O homem da mercearia da esquina até o reconheceu quando paramos para comprar snacks.
“Eh, é o Zé, não é? Pensei que tivesse desaparecido.”

“Pois,” respondi, tentando não embargar a voz. “Ele voltou.”
Mas voltar não significou que fosse fácil.

As primeiras noites foram duras. Ele tinha pesadelos, daqueles que o faziam ladrar e estremecer no sono. Eu sentava-me no chão ao lado da cama dele, a acariciá-lo até se acalmar.
Eu tive os meus também. Monstros diferentes, noites sem dormir iguais.

Mas estávamos a melhorar – juntos.
Numa tarde, levei-o ao jardim perto da escola secundária antiga. Estava vazio, exceto por uma rapariga com um beagle e uma mãe com uma criança a correr atrás dos pombos.

Soltei a trela por um minuto. Ele cheirou uma árvore e depois fez algo inesperado – foi ter com a criança e deixou-lhe a bola aos pés.
Ela gritou de alegria, bateu palmas e atirou-a a uns metros. Ele fingiu que foi o lançamento do século.

A mãe aproximou-se, sorridente. “Ele é meigo. Foi adotado?”
“De certo modo,” respondi. “Mais como… uma reunião.”

Ela riu-se e começámos a conversar. Chamava-se Leonor. Divorciada. Professora. Adorava animais, mas não podia alimentar mais uma boca na altura.
Acabámos por passear os cães juntos algumas vezes. Depois café. Depois jantar.

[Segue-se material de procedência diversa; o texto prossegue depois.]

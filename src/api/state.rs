use std::sync::Arc;

use crate::calculate::{Paginator, WindowSpec};
use crate::config::{AppConfig, ConfigError};
use crate::storage::StorageConfig;

#[derive(Clone)]
pub struct AppState {
    pub storage: Arc<StorageConfig>,
    pub config: Arc<AppConfig>,
    pub paginator: Paginator,
    pub window: WindowSpec,
}

impl AppState {
    /// Build shared state, validating page sizes once up front.
    pub fn new(storage: StorageConfig, config: AppConfig) -> Result<Self, ConfigError> {
        let paginator = config.paginator()?;
        let window = config.window_spec();

        Ok(Self {
            storage: Arc::new(storage),
            config: Arc::new(config),
            paginator,
            window,
        })
    }
}
pub mod comps;
pub mod health;
pub mod leaderboard;
pub mod racedays;
pub mod races;
pub mod review;
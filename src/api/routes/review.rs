use axum::extract::{Path, State};
use axum::Json;
use serde::Serialize;

use crate::api::state::AppState;
use crate::api::{find_raceday, load_comp, ApiError};
use crate::calculate::ReviewBoard;
use crate::models::{RaceNo, Raceday};

#[derive(Debug, Serialize)]
pub struct ReviewResponse {
    pub raceday: Raceday,
    #[serde(flatten)]
    pub board: ReviewBoard,
}

pub async fn get_review(
    State(state): State<AppState>,
    Path((comp_id, raceday_id)): Path<(i64, i64)>,
) -> Result<Json<ReviewResponse>, ApiError> {
    let comp = load_comp(&state, comp_id)?;
    let raceday = find_raceday(&comp, raceday_id)?;

    let race_numbers: Vec<RaceNo> = comp
        .races_for(raceday.id)
        .iter()
        .map(|r| r.race_no)
        .collect();
    let board = ReviewBoard::build(&comp.reviews_for(raceday.id), &race_numbers)?;

    Ok(Json(ReviewResponse { raceday, board }))
}

#[cfg(test)]
mod tests {
    use crate::api::testing::{app, get_json};
    use axum::http::StatusCode;
    use pretty_assertions::assert_eq;

    #[tokio::test]
    async fn test_review_tables() {
        let dir = tempfile::tempdir().unwrap();
        let (status, body) = get_json(app(dir.path()), "/api/comps/1/racedays/2/review").await;

        assert_eq!(status, StatusCode::OK);
        assert_eq!(body["raceday"]["name"], "Cox Plate Day");
        assert_eq!(body["race_numbers"], serde_json::json!([1, 2, 3]));

        let tips = body["tips_table"].as_array().unwrap();
        assert_eq!(tips.len(), 9);
        assert_eq!(tips[0]["nickname"], "Ann");
        assert_eq!(tips[8]["nickname"], "Ivy");
        assert_eq!(tips[8]["has_tipped"], false);

        let points = body["points_table"].as_array().unwrap();
        assert_eq!(points[0]["rank"], 1);
        assert_eq!(points[1]["rank"], 1);
        // Gus and Hal tipped for 0; Ivy did not tip at all
        assert_eq!(points[6]["rank"], 7);
        assert_eq!(points[7]["rank"], 7);
        assert_eq!(points[8]["nickname"], "Ivy");
        assert_eq!(points[8]["rank"], 9);
    }
}
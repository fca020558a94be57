//! Raceday review tables: everyone's tips, points and odds side by side.

use std::collections::{BTreeMap, BTreeSet, HashMap};

use feruca::Collator;
use serde::Serialize;

use super::rank::{name_order, rank_reviews, OrderingMode};
use super::{aggregate, CalculateError};
use crate::models::{Metric, RaceNo, Tip, TipsterId, TipsterReview};

/// One tipster's row in a review table.
#[derive(Debug, Clone, PartialEq, Serialize)]
pub struct ReviewRow {
    pub tipster_id: TipsterId,
    pub nickname: String,
    pub slogan: Option<String>,
    pub tips: BTreeMap<RaceNo, Tip>,
    pub points: BTreeMap<RaceNo, f64>,
    pub odds: BTreeMap<RaceNo, f64>,
    pub total_points: f64,
    pub total_odds: f64,
    pub has_tipped: bool,
    /// Dense rank within the table; `None` on the tips table
    pub rank: Option<u32>,
}

impl ReviewRow {
    fn from_review(review: &TipsterReview, rank: Option<u32>) -> Self {
        Self {
            tipster_id: review.tipster_id,
            nickname: review.nickname.clone(),
            slogan: review.slogan.clone(),
            tips: review.tips.clone(),
            points: review.points.clone(),
            odds: review.odds.clone(),
            total_points: aggregate(&review.points).total,
            total_odds: aggregate(&review.odds).total,
            has_tipped: review.has_tipped(),
            rank,
        }
    }

    /// Tip cell text: `-`, `4` or `4 s11`.
    pub fn tip_cell(&self, race_no: RaceNo) -> String {
        match self.tips.get(&race_no) {
            Some(tip) if self.has_tipped => tip.to_string(),
            _ => "-".to_string(),
        }
    }

    /// Points cell text. Races without a score show 0 for tipsters who tipped.
    pub fn points_cell(&self, race_no: RaceNo) -> String {
        if !self.has_tipped {
            return "-".to_string();
        }
        let points = self.points.get(&race_no).copied().unwrap_or(0.0);
        format!("{}", points)
    }

    /// Odds cell text to two decimals.
    pub fn odds_cell(&self, race_no: RaceNo) -> String {
        if !self.has_tipped {
            return "-".to_string();
        }
        let odds = self.odds.get(&race_no).copied().unwrap_or(0.0);
        format!("{:.2}", odds)
    }

    /// Points total cell: `-` for tipsters who did not tip.
    pub fn points_total_cell(&self) -> String {
        if !self.has_tipped {
            return "-".to_string();
        }
        format!("{}", self.total_points)
    }

    /// Odds return total cell to two decimals: `-` for tipsters who did not tip.
    pub fn odds_total_cell(&self) -> String {
        if !self.has_tipped {
            return "-".to_string();
        }
        format!("{:.2}", self.total_odds)
    }
}

/// The three review tables for a raceday.
#[derive(Debug, Clone, PartialEq, Serialize)]
pub struct ReviewBoard {
    pub race_numbers: Vec<RaceNo>,
    /// Tipped first, then by name
    pub tips_table: Vec<ReviewRow>,
    /// Tipped first, then points (descending), then name
    pub points_table: Vec<ReviewRow>,
    /// Tipped first, then odds return (descending), then name
    pub odds_table: Vec<ReviewRow>,
}

impl ReviewBoard {
    /// Build the tables. `race_numbers` is the raceday's race list; any race that only
    /// appears in a review is added so no submitted tip is hidden.
    pub fn build(
        reviews: &[TipsterReview],
        race_numbers: &[RaceNo],
    ) -> Result<Self, CalculateError> {
        let mut races: BTreeSet<RaceNo> = race_numbers.iter().copied().collect();
        for review in reviews {
            races.extend(review.tips.keys().copied());
        }
        if races.contains(&0) {
            return Err(CalculateError::InvalidRaceNumber(0));
        }

        let by_id: HashMap<TipsterId, &TipsterReview> =
            reviews.iter().map(|r| (r.tipster_id, r)).collect();

        let ranked_table = |metric: Metric| -> Result<Vec<ReviewRow>, CalculateError> {
            let ranked = rank_reviews(reviews, metric, OrderingMode::Selections)?;
            Ok(ranked
                .iter()
                .filter_map(|r| {
                    by_id
                        .get(&r.entity.id)
                        .map(|review| ReviewRow::from_review(review, Some(r.rank)))
                })
                .collect())
        };

        let points_table = ranked_table(Metric::Points)?;
        let odds_table = ranked_table(Metric::Odds)?;

        let mut tips_table: Vec<ReviewRow> = reviews
            .iter()
            .map(|review| ReviewRow::from_review(review, None))
            .collect();
        let mut collator = Collator::default();
        tips_table.sort_by(|a, b| {
            b.has_tipped.cmp(&a.has_tipped).then_with(|| {
                name_order(
                    &mut collator,
                    (a.nickname.as_str(), a.tipster_id),
                    (b.nickname.as_str(), b.tipster_id),
                )
            })
        });

        Ok(Self {
            race_numbers: races.into_iter().collect(),
            tips_table,
            points_table,
            odds_table,
        })
    }
}

#[cfg(test)]
mod tests {
    use super::*;
    use crate::models::RacedayId;
    use pretty_assertions::assert_eq;

    fn reviews() -> Vec<TipsterReview> {
        let raceday = RacedayId::new(1);
        vec![
            TipsterReview::new(raceday, TipsterId::new(1), "zara".to_string())
                .with_tip(1, Tip::main(4))
                .with_tip(2, Tip::with_alt(6, 1))
                .with_points(1, 3.0)
                .with_points(2, 0.0)
                .with_odds(1, 8.4),
            TipsterReview::new(raceday, TipsterId::new(2), "Abe".to_string()),
            TipsterReview::new(raceday, TipsterId::new(3), "Bea".to_string())
                .with_tip(1, Tip::main(2))
                .with_points(1, 3.0)
                .with_odds(1, 12.0),
            TipsterReview::new(raceday, TipsterId::new(4), "cal".to_string())
                .with_tip(1, Tip::main(9)),
        ]
    }

    fn names(rows: &[ReviewRow]) -> Vec<&str> {
        rows.iter().map(|r| r.nickname.as_str()).collect()
    }

    #[test]
    fn test_tips_table_order() {
        let board = ReviewBoard::build(&reviews(), &[1, 2, 3]).unwrap();
        assert_eq!(names(&board.tips_table), vec!["Bea", "cal", "zara", "Abe"]);
        assert!(board.tips_table.iter().all(|r| r.rank.is_none()));
    }

    #[test]
    fn test_tips_table_collates_names() {
        let raceday = RacedayId::new(1);
        let reviews = vec![
            TipsterReview::new(raceday, TipsterId::new(1), "Zoe".to_string())
                .with_tip(1, Tip::main(1)),
            TipsterReview::new(raceday, TipsterId::new(2), "Émile".to_string())
                .with_tip(1, Tip::main(2)),
            TipsterReview::new(raceday, TipsterId::new(3), "adam".to_string())
                .with_tip(1, Tip::main(3)),
        ];

        let board = ReviewBoard::build(&reviews, &[1]).unwrap();
        assert_eq!(names(&board.tips_table), vec!["adam", "Émile", "Zoe"]);
    }

    #[test]
    fn test_points_table_order_and_ranks() {
        let board = ReviewBoard::build(&reviews(), &[1, 2, 3]).unwrap();

        assert_eq!(names(&board.points_table), vec!["Bea", "zara", "cal", "Abe"]);
        let ranks: Vec<Option<u32>> = board.points_table.iter().map(|r| r.rank).collect();
        assert_eq!(ranks, vec![Some(1), Some(1), Some(3), Some(4)]);
    }

    #[test]
    fn test_odds_table_order() {
        let board = ReviewBoard::build(&reviews(), &[1, 2, 3]).unwrap();

        assert_eq!(names(&board.odds_table), vec!["Bea", "zara", "cal", "Abe"]);
        assert_eq!(board.odds_table[0].total_odds, 12.0);
        assert_eq!(board.odds_table[2].total_odds, 0.0);
        assert!(board.odds_table[2].has_tipped);
    }

    #[test]
    fn test_cells() {
        let board = ReviewBoard::build(&reviews(), &[1, 2, 3]).unwrap();
        let zara = board
            .tips_table
            .iter()
            .find(|r| r.nickname == "zara")
            .unwrap();
        let abe = board.tips_table.iter().find(|r| r.nickname == "Abe").unwrap();

        assert_eq!(zara.tip_cell(2), "6 s1");
        assert_eq!(zara.tip_cell(3), "-");
        assert_eq!(zara.points_cell(1), "3");
        assert_eq!(zara.points_cell(3), "0");
        assert_eq!(zara.odds_cell(1), "8.40");
        assert_eq!(abe.tip_cell(1), "-");
        assert_eq!(abe.points_cell(1), "-");
        assert_eq!(abe.odds_cell(1), "-");
    }

    #[test]
    fn test_total_cells() {
        let board = ReviewBoard::build(&reviews(), &[1, 2, 3]).unwrap();
        let row = |name: &str| board.points_table.iter().find(|r| r.nickname == name).unwrap();

        assert_eq!(row("zara").points_total_cell(), "3");
        assert_eq!(row("zara").odds_total_cell(), "8.40");
        // Tipped with no results yet: a real zero, not a dash
        assert_eq!(row("cal").points_total_cell(), "0");
        assert_eq!(row("cal").odds_total_cell(), "0.00");
        assert_eq!(row("Abe").points_total_cell(), "-");
        assert_eq!(row("Abe").odds_total_cell(), "-");
    }

    #[test]
    fn test_race_numbers_include_tipped_races() {
        let board = ReviewBoard::build(&reviews(), &[1]).unwrap();
        assert_eq!(board.race_numbers, vec![1, 2]);
    }

    #[test]
    fn test_empty_board() {
        let board = ReviewBoard::build(&[], &[1, 2]).unwrap();
        assert!(board.tips_table.is_empty());
        assert!(board.points_table.is_empty());
        assert_eq!(board.race_numbers, vec![1, 2]);
    }
}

Por uns tempos, senti que talvez a vida estivesse a melhorar.
Até que veio a reviravolta.

Uma noite, três meses depois de o Zé ter voltado, cheguei a casa e encontrei a janela do quarto partida.
A TV tinha desaparecido. O portátil também. Algumas ferramentas. Nada grave – mas a porta do pequeno armário onde o Zé dormia estava aberta.

E ele não estava lá.
Corri pelo bairro a gritar o nome dele como um louco.

Os vizinhos disseram que viram um SUV prateado, sem matrícula, a arrancar em velocidade.
Fiz queixa, espalhei cartazes, liguei para todas as clínicas e canis da cidade.

A Leonor ajudou-me a imprimir folhetos e até pediu aos alunos para os distribuir.
Os dias viraram semanas.

Nada.
Voltei a ter problemas para dormir. Não me barbeava. Mal comia.

Até que, numa tarde chuvosa, recebi uma chamada duma clínica veterinária noutra cidade.
“Detetámos um microchip,” disseram. “É o seu cão. O Zé, não é?”

Quase deixei cair o telemóvel.
Tinham-no encontrado num valeta perto de uma bomba de gasolina. Magro, a coxear, encharcado – mas vivo.

O veterinário disse que provavelmente escapou sozinho. Talvez saltou do carro ou foi largado quando os ladrões perceberam que não valia nada.
Conduzi como um louco para ir buscá-lo.

Quando entrei na clínica, ele ladrou – uma vez – e veio ter comigo, a coxear, o rabo a abanar devagar, mas firme.
Ajoelhei-me e abracei-o como se nunca mais o fosse largar.

Desta vez, cumpri a promessa.
A partir daí, coloquei mais fechaduras. Câmaras. Garanti que ele nunca mais dormisse sozinho.

A Leonor mudou-se para minha casa meses depois.
Construímos um pequeno quintal para o Zé, apesar das queixas do senhorio. Paguei tudo do meu bolso e prometi desmontá-lo se saíssemos.

Mas não quero sair.
Aquele cantinho, pequeno e rangente, tornou-se uma casa.

Para os três.
Engraçado como as coisas acontecem.E agora, sempre que vejo o Zé a correr pelo quintal e a Leonor a sorrir à mesa da cozinha, lembro-me que às vezes, mesmo depois da tempestade, o sol acaba por brilhar.